Why addressing AI bias is mission critical for HR leaders
There’s lots of conversation about AI ethics, but how does it differ from AI bias? Harvard University’s Paola Cecchi Dimeglio shares her top tips on reducing bias from AI at work.
Expert Insight
HR leaders, as the gatekeepers of talent and culture, must take the lead on avoiding and mitigating AI biases at work.
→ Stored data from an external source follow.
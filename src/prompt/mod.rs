//! Question/answer capability used by the class tree builder
//!
//! # Overview
//!
//! - [`Prompter`] - one blocking request/response per question, with a
//!   default-answer fast path (`assume_yes`)
//! - [`BlockPrompter`] - line-buffered terminal prompter; pasted
//!   multi-line input is grouped into one answer by a quiet period
//! - [`ScriptedPrompter`] - canned answers plus a transcript, for
//!   non-interactive rebuilds and tests

mod block;
mod scripted;
mod types;

pub use block::{BlockOptions, BlockPrompter};
pub use scripted::ScriptedPrompter;
pub use types::{ask_until, ask_when_empty, Prompter};
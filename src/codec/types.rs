//! Decoder types

use crate::types::{DisambiguationMap, JsonObject, JsonValue};
use indexmap::IndexMap;
use serde::Serialize;

/// Decoded field literal
#[derive(Debug, Clone, PartialEq, Serialize)]
#[serde(rename_all = "camelCase")]
pub enum FieldValue {
    /// Plain JSON; a composite one is kept verbatim and never re-inferred
    Literal(JsonValue),
    /// `Name(...)`: a nested class, with the literal body when present
    Class {
        class: String,
        value: Option<JsonValue>,
    },
    /// `<Name>[...]`: a list of a nested class, with the item literal when
    /// present
    List {
        class: String,
        value: Option<JsonValue>,
    },
    /// `<String, Name>{"key": ...}`: a map whose value class is recorded
    /// under its representative `key`
    Mapped {
        class: String,
        key: String,
        value: JsonObject,
    },
    /// `<String, dynamic>{...}`: an opaque map
    Dynamic(JsonValue),
}

impl FieldValue {
    /// Class referenced by this literal, if any
    pub fn class_ref(&self) -> Option<&str> {
        match self {
            FieldValue::Class { class, .. }
            | FieldValue::List { class, .. }
            | FieldValue::Mapped { class, .. } => Some(class),
            FieldValue::Literal(_) | FieldValue::Dynamic(_) => None,
        }
    }
}

/// One class seen in the document
#[derive(Debug, Clone, PartialEq, Serialize)]
pub struct ClassRecord {
    /// Opened by a marker before anything referenced it
    pub top: bool,
    /// Opened by a marker at all; a class only ever referenced has no
    /// block of its own
    pub opened: bool,
    /// Marker carried `--strict`
    pub strict: bool,
    /// Field literals in comment order, keyed by the original JSON key
    pub fields: IndexMap<String, FieldValue>,
}

impl ClassRecord {
    pub(crate) fn new(top: bool) -> Self {
        Self {
            top,
            opened: top,
            strict: false,
            fields: IndexMap::new(),
        }
    }
}

/// Result of decoding an emitted document
#[derive(Debug, Clone, PartialEq)]
pub struct Restored {
    /// Command recorded by the provenance comment
    pub cmd: Option<String>,
    /// Argument string recorded by the provenance comment
    pub args: Option<String>,
    /// Reconstructed sample of the top class
    pub data: JsonValue,
    /// Reconstructed decisions, rooted at the top class
    pub map: DisambiguationMap,
}

impl Restored {
    /// Provenance arguments split on whitespace
    pub fn argv(&self) -> Vec<String> {
        self.args
            .as_deref()
            .map(|a| a.split_whitespace().map(str::to_string).collect())
            .unwrap_or_default()
    }
}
That's the view of Harvard Faculty Chair, Paola Cecchi Dimeglio.
In an exclusive OpEd, she shares her top tips for HR leaders grappling with AI bias.
In the world of AI, bias and ethics are two distinct yet intertwined concerns that HR leaders must prioritize.
Bias in AI can lead to skewed outcomes, perpetuating unfair treatment of certain groups, while ethics encompasses the overarching principles that ensure AI is used responsibly and aligns with societal values.
For HR leaders, addressing these issues isn’t just a technical necessity—it’s a strategic imperative.
As companies increasingly integrate AI into their operations, the concern over human biases infiltrating AI systems becomes more pressing.
AI models trained on discriminatory data can scale and amplify these biases, leading to significant negative impacts.
These consequences can range from perpetuating societal inequalities to legal and reputational risks for organizations.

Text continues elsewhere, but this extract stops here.